You can’t talk about pet owners without mentioning two of the biggest rivals in the pet ownership kingdom: cat people and dog people. In the United States, a whopping 39 percent of households own canines, while 33 percent own cats.

We tend to make judgements about people based on the type of pet they choose to live with. There is a cultural belief that the pet species, whether it's a dog, cat, or some other creature, says something about the owner's personality. For example, the term "cat lady" has become synonymous with a female who is a lonely, depressed hoarder, while a “dog lover” is expected to be a happy, amiable person.

Dr. Taylor Truitt, a veterinarian at the The Vet Set in New York, N.Y., believes the type of pet we choose could simply be what fits with our lifestyle. "There are certain breeds that I would never own that I love, that just aren't a good match for my lifestyle," Truitt told Medical Daily, about dogs.
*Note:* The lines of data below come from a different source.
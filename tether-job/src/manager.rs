//! The per-job manager
//!
//! A [`JobManager`] owns at most one [`JobCmd`] and exactly one
//! [`StreamManager`] for its output. Main servers reach it through
//! [`MainServerConn`]s; the manager tracks which connection is attached
//! (authenticated both ways) and which one currently receives the stream.
//! At most one of each exists at a time.

use std::sync::{Arc, Weak};

use parking_lot::Mutex;
use tokio::sync::broadcast;
use tracing::{debug, info, warn};

use tether_protocol::{
    ConnectResult, ExitInfo, JobExited, JobInput, JobMessage, ServerRequest, StartJobRequest,
    StartJobResult, StreamAck, StreamMeta,
};
use tether_utils::{Result, TetherError};

use crate::auth::AccessVerifier;
use crate::config::JobConfig;
use crate::conn::{ConnId, MainServerConn};
use crate::input::ReorderQueue;
use crate::pty::{platform_signals, JobCmd, JobSignal, SignalSupport};
use crate::stream::StreamManager;

/// Who this job manager is
#[derive(Debug, Clone)]
pub struct JobIdentity {
    pub client_id: String,
    pub job_id: String,
    /// Secret the job manager proves itself to main servers with
    pub job_auth_token: String,
}

#[derive(Default)]
struct ManagerState {
    cmd: Option<Arc<JobCmd>>,
    attached: Option<Arc<MainServerConn>>,
    stream_client: Option<ConnId>,
    /// Window to open on `StartStream`, set by `PrepareConnect`
    pending_stream: Option<StreamMeta>,
}

pub struct JobManager {
    config: JobConfig,
    identity: JobIdentity,
    verifier: AccessVerifier,
    signals: Arc<dyn SignalSupport>,
    stream: Arc<StreamManager>,
    input: ReorderQueue<JobInput>,
    /// Unix millis when this manager started
    start_ts: i64,
    state: Mutex<ManagerState>,
    shutdown_tx: broadcast::Sender<()>,
}

impl JobManager {
    /// Create the manager and its background tasks
    ///
    /// Must be called from within a tokio runtime.
    pub fn new(config: JobConfig, identity: JobIdentity, verifier: AccessVerifier) -> Arc<Self> {
        Self::with_signals(config, identity, verifier, platform_signals())
    }

    pub fn with_signals(
        config: JobConfig,
        identity: JobIdentity,
        verifier: AccessVerifier,
        signals: Arc<dyn SignalSupport>,
    ) -> Arc<Self> {
        let stream = StreamManager::new(config.stream.clone());
        let (input, input_rx) = ReorderQueue::from_config(&config.input);
        let (shutdown_tx, _) = broadcast::channel(1);

        let manager = Arc::new(Self {
            config,
            identity,
            verifier,
            signals,
            stream,
            input,
            start_ts: chrono::Utc::now().timestamp_millis(),
            state: Mutex::new(ManagerState::default()),
            shutdown_tx,
        });

        tokio::spawn(input_loop(Arc::downgrade(&manager), input_rx));
        info!(
            client_id = %manager.identity.client_id,
            job_id = %manager.identity.job_id,
            "job manager ready"
        );
        manager
    }

    pub fn config(&self) -> &JobConfig {
        &self.config
    }

    pub fn job_id(&self) -> &str {
        &self.identity.job_id
    }

    pub fn client_id(&self) -> &str {
        &self.identity.client_id
    }

    pub fn stream(&self) -> &Arc<StreamManager> {
        &self.stream
    }

    pub fn cmd(&self) -> Option<Arc<JobCmd>> {
        self.state.lock().cmd.clone()
    }

    pub fn is_job_started(&self) -> bool {
        self.state.lock().cmd.is_some()
    }

    /// Connection currently attached, if any
    pub fn attached_conn_id(&self) -> Option<ConnId> {
        self.state.lock().attached.as_ref().map(|c| c.id())
    }

    /// Connection currently receiving the output stream, if any
    pub fn stream_conn_id(&self) -> Option<ConnId> {
        self.state.lock().stream_client
    }

    // ==================== Shutdown ====================

    pub fn subscribe_shutdown(&self) -> broadcast::Receiver<()> {
        self.shutdown_tx.subscribe()
    }

    /// Stop accepting connections and close existing ones
    pub fn shutdown(&self) {
        info!(job_id = %self.identity.job_id, "job manager shutting down");
        self.input.close();
        self.stream.close();
        let _ = self.shutdown_tx.send(());
    }

    /// Acknowledge now, shut down after the configured delay
    pub fn exit_job_manager(self: &Arc<Self>) {
        let delay = self.config.rpc.exit_delay();
        info!(delay_ms = delay.as_millis() as u64, "exit requested");
        let manager = Arc::clone(self);
        tokio::spawn(async move {
            tokio::time::sleep(delay).await;
            manager.shutdown();
        });
    }

    /// Pass a termination signal on to the job's process
    pub fn forward_signal(&self, signal: JobSignal) {
        let Some(cmd) = self.cmd() else {
            return;
        };
        if let Err(e) = cmd.send_signal(signal) {
            debug!(signal = %signal, error = %e, "could not forward signal");
        }
    }

    // ==================== Authentication ====================

    /// Run the mutual handshake for `conn`
    ///
    /// The peer's token is verified first. The job manager then proves itself
    /// with its job auth token. Only after both succeed is `conn` attached,
    /// replacing any earlier attachment.
    pub async fn authenticate(&self, conn: &Arc<MainServerConn>, token: &str) -> Result<()> {
        if let Err(e) = self.verifier.verify_job_access(token, &self.identity.job_id) {
            warn!(conn_id = conn.id(), error = %e, "rejected main server token");
            return Err(e);
        }
        conn.set_peer_authenticated(true);
        debug!(conn_id = conn.id(), "main server authenticated");

        let request = ServerRequest::AuthenticateJobManager {
            job_id: self.identity.job_id.clone(),
            job_auth_token: self.identity.job_auth_token.clone(),
        };
        if let Err(e) = conn.request(request).await {
            conn.set_peer_authenticated(false);
            warn!(conn_id = conn.id(), error = %e, "main server rejected job manager");
            return Err(TetherError::SelfAuthFailed(e.to_string()));
        }
        conn.set_self_authenticated(true);

        let previous = self.state.lock().attached.replace(Arc::clone(conn));
        if let Some(previous) = previous {
            if previous.id() != conn.id() {
                info!(old = previous.id(), new = conn.id(), "replacing attached main server");
                previous.close();
            }
        }
        info!(conn_id = conn.id(), "main server attached");
        Ok(())
    }

    // ==================== Job Control ====================

    /// Spawn the job's process and wire its output into the stream
    pub fn start_job(
        self: &Arc<Self>,
        conn: &Arc<MainServerConn>,
        def: StartJobRequest,
    ) -> Result<StartJobResult> {
        let mut state = self.state.lock();
        if state.cmd.is_some() {
            return Err(TetherError::JobAlreadyStarted);
        }

        let cmd = JobCmd::spawn(self.identity.job_id.clone(), &def, Arc::clone(&self.signals))?;
        if let Err(e) = self.wire_output_locked(&mut state, conn, &def, &cmd) {
            warn!(pid = cmd.pid(), error = %e, "job output could not be wired, stopping job");
            cmd.terminate_by_closing_pty_master();
            if let Err(e) = cmd.send_signal(JobSignal::Kill) {
                debug!(error = %e, "could not kill unwired job");
            }
            return Err(e);
        }
        state.cmd = Some(Arc::clone(&cmd));
        drop(state);

        tokio::spawn(exit_watch(Arc::downgrade(self), Arc::clone(&cmd)));

        Ok(StartJobResult {
            cmd_pid: cmd.pid(),
            cmd_pgid: cmd.start_pgid(),
            job_manager_pid: std::process::id(),
            job_manager_start_ts: self.start_ts,
        })
    }

    /// Connect `conn` to the stream with a closed window
    ///
    /// Nothing flows until [`start_stream`](Self::start_stream) opens the
    /// window the peer asked for.
    pub fn prepare_connect(
        &self,
        conn: &Arc<MainServerConn>,
        meta: StreamMeta,
        seq: u64,
    ) -> Result<ConnectResult> {
        let mut state = self.state.lock();
        let cmd = state.cmd.clone().ok_or(TetherError::JobNotStarted)?;

        let corked = StreamMeta {
            rwnd: 0,
            ..meta.clone()
        };
        let server_seq = self.connect_stream_locked(&mut state, conn, &corked, seq)?;
        state.pending_stream = Some(meta);
        drop(state);

        let (stream_done, stream_error) = self.stream.stream_done_info();
        let exit = cmd.exit_info();
        info!(
            conn_id = conn.id(),
            client_seq = seq,
            server_seq,
            stream_done,
            exited = exit.is_some(),
            "stream prepared"
        );
        Ok(ConnectResult {
            seq: server_seq,
            stream_done,
            stream_error,
            exit,
        })
    }

    /// Open the window remembered by the last `prepare_connect`
    pub fn start_stream(&self, conn: &Arc<MainServerConn>) -> Result<()> {
        let mut state = self.state.lock();
        if state.cmd.is_none() {
            return Err(TetherError::JobNotStarted);
        }
        if state.pending_stream.is_none() {
            return Err(TetherError::stream(
                "no pending stream, PrepareConnect must come first",
            ));
        }
        if state.stream_client != Some(conn.id()) {
            return Err(TetherError::stream("stream belongs to another connection"));
        }
        let Some(meta) = state.pending_stream.take() else {
            return Err(TetherError::internal("pending stream vanished"));
        };

        self.stream.set_rwnd(meta.rwnd)?;
        info!(stream_id = %meta.id, rwnd = meta.rwnd, "streaming started");
        Ok(())
    }

    /// Hang up the job's PTY
    pub fn terminate(&self) -> Result<()> {
        let cmd = self.cmd().ok_or(TetherError::JobNotStarted)?;
        cmd.terminate_by_closing_pty_master();
        Ok(())
    }

    /// How the job exited, if it has
    pub fn exit_info(&self) -> Result<Option<ExitInfo>> {
        let cmd = self.cmd().ok_or(TetherError::JobNotStarted)?;
        Ok(cmd.exit_info())
    }

    // ==================== Stream Plumbing ====================

    /// Connect the requested stream and feed the PTY into it
    ///
    /// Leaves no stream client behind on failure.
    fn wire_output_locked(
        &self,
        state: &mut ManagerState,
        conn: &Arc<MainServerConn>,
        def: &StartJobRequest,
        cmd: &JobCmd,
    ) -> Result<()> {
        if let Some(meta) = &def.stream {
            let seq = self.connect_stream_locked(state, conn, meta, 0)?;
            debug!(stream_id = %meta.id, seq, "stream connected at job start");
        }

        let attached = cmd
            .take_reader()
            .ok_or_else(|| TetherError::internal("PTY reader already taken"))
            .and_then(|reader| self.stream.attach_reader(reader));
        if attached.is_err() && state.stream_client.take().is_some() {
            self.stream.client_disconnected();
        }
        attached
    }

    fn connect_stream_locked(
        &self,
        state: &mut ManagerState,
        conn: &Arc<MainServerConn>,
        meta: &StreamMeta,
        seq: u64,
    ) -> Result<u64> {
        if let Some(previous) = state.stream_client.take() {
            debug!(old = previous, new = conn.id(), "disconnecting previous stream client");
            self.stream.client_disconnected();
            state.pending_stream = None;
        }
        let server_seq =
            self.stream
                .client_connected(meta.id.clone(), conn.data_sender(), meta.rwnd, seq)?;
        state.stream_client = Some(conn.id());
        Ok(server_seq)
    }

    /// Apply an ACK if it comes from the stream's current client
    pub fn recv_ack(&self, conn_id: ConnId, ack: &StreamAck) {
        if self.state.lock().stream_client != Some(conn_id) {
            return;
        }
        self.stream.recv_ack(ack);
    }

    /// Hand input to the reorder queue
    pub fn queue_input(&self, input: JobInput) {
        let session = input.input_session_id.clone();
        if let Err(e) = self.input.push(session.as_deref(), input.seq_num, input) {
            warn!(error = %e, "dropping job input");
        }
    }

    /// Forget everything tied to a closed connection
    pub fn connection_closed(&self, conn: &MainServerConn) {
        let mut state = self.state.lock();
        if state.stream_client == Some(conn.id()) {
            self.stream.client_disconnected();
            state.stream_client = None;
            state.pending_stream = None;
        }
        if state.attached.as_ref().map(|c| c.id()) == Some(conn.id()) {
            state.attached = None;
            info!(conn_id = conn.id(), "main server detached");
        }
    }

    fn notify_exit(&self, exit: ExitInfo) {
        let attached = self.state.lock().attached.clone();
        match attached {
            Some(conn) => {
                let event = JobExited {
                    job_id: self.identity.job_id.clone(),
                    exit,
                };
                if !conn.send(JobMessage::JobExited(event)) {
                    debug!(conn_id = conn.id(), "attached connection gone, exit not delivered");
                }
            }
            None => debug!("no attached main server, exit notification dropped"),
        }
    }
}

impl std::fmt::Debug for JobManager {
    fn fmt(&self, f: &mut std::fmt::Formatter<'_>) -> std::fmt::Result {
        f.debug_struct("JobManager")
            .field("client_id", &self.identity.client_id)
            .field("job_id", &self.identity.job_id)
            .field("start_ts", &self.start_ts)
            .finish_non_exhaustive()
    }
}

/// Apply ordered input to the job's PTY
async fn input_loop(
    manager: Weak<JobManager>,
    mut rx: tokio::sync::mpsc::Receiver<JobInput>,
) {
    while let Some(input) = rx.recv().await {
        let Some(cmd) = manager.upgrade().and_then(|m| m.cmd()) else {
            warn!("input received before job start, dropping");
            continue;
        };
        // PTY writes block when the job is not reading
        let result = tokio::task::spawn_blocking(move || cmd.handle_input(&input)).await;
        match result {
            Ok(Ok(())) => {}
            Ok(Err(e)) => warn!(error = %e, "failed to apply job input"),
            Err(e) => warn!(error = %e, "input task failed"),
        }
    }
}

async fn exit_watch(manager: Weak<JobManager>, cmd: Arc<JobCmd>) {
    let exit = cmd.wait_exit().await;
    if let Some(manager) = manager.upgrade() {
        manager.notify_exit(exit);
    }
}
But some science suggests otherwise. The preference for dogs, cats, or some other pet species may reflect some underlying human personality differences.

Dog Owners

Puppy love is real and healthy when it comes to dogs. Dog owners tend to be healthier, better equipped to deal with stress, and less likely to be diagnosed with depression. Another study also found dog owners were less depressed, especially if the owners were single or female. Researchers speculate that the presence of any pet, including a dog, decreases feelings of loneliness and promotes warmth.

In a 2010 study, researchers asked a group of volunteers whether they were dog people, cat people, neither, or both, and gave them a 44-item assessment to measure their place among the big five personality dimensions. The findings revealed that those who defined themselves as dog people were more extroverted, more agreeable, and more conscientious than self-described cat people.

Cat Owners

Cat people, compared to dog people, tend to be much more creative, adventurous beings — and more neurotic. In the same 2010 study, people who rated highly for anxious attachment and tended to need more reassurance from objects of their affection were younger people who chose a cat as their favorite pet.

However, this neuroticism comes with a plus side: intelligence. A study from Carroll University in Wisconsin found cat lovers were more introverted and non-conformist, and had a higher level of intelligence than dog owners.

Study author Denise Guastello theorizes that people may select pets based on their own personality. For example, cats are often depicted as independent animals that keep to themselves, and are cautious of others. "If you're like that, you appreciate that in an animal, it’s a better match for you," Guastello told Live Science.

Reptile Owners

Snake and reptile owners get second glances for choosing to house an unconventional pet like a lizard or iguana. A survey from the University of Hertfordshire in the UK found these owners were the most independent of all pet people. Reptile owners were less likely to describe themselves as fun-loving compared to dog owners. They tended to need other people less than other pet owners. Interestingly, reptile parents believe their pets to have no sense of humor.

Bird Owners

Bird owners are more likely to be socially outgoing and expressive than the rest of pet owners (yes, even dog owners). Their extroversion has made them most likely to be satisfied with their jobs, according to a 2010 survey by Harris Interactive for CareerBuilder. It found that bird owners held jobs in administration, advertising, construction, and sales. A 1983 study published in Psychological Reports found that female bird owners exhibited high levels of dominance, which can be advantageous in any job market.

Fish Owners

Fish owners are more likely to be engaging but introverted because they are more diverse in their lifestyle and value beliefs. A University of Oregon study found fish owners were less pessimistic, cynical, and hopeless. Moreover, they exhibited little interest in materialism or luxury, and were more free-spirited by being less authoritative. Fish owners are also more likely to be young and multicultural.

So what does this all mean for pet owners?

This compilation of studies suggests there may be an owner profile for particular types of pets. But it's hard to say whether a person's character pushes them to pick a species, or whether certain pets draw particular personality traits out of their owners. According to Truitt, owners tend to project qualities onto their pets that they see in themselves and form a biased view of their pets’ personalities.

“I think it's one of the joys of pet ownership, and I think many people love seeing the parts of their personality they enjoy reflected favorably back to them in the form of their pet,” she said.

In the end, it’s best to choose a pet species that we can self identify with and works best with our lifestyle.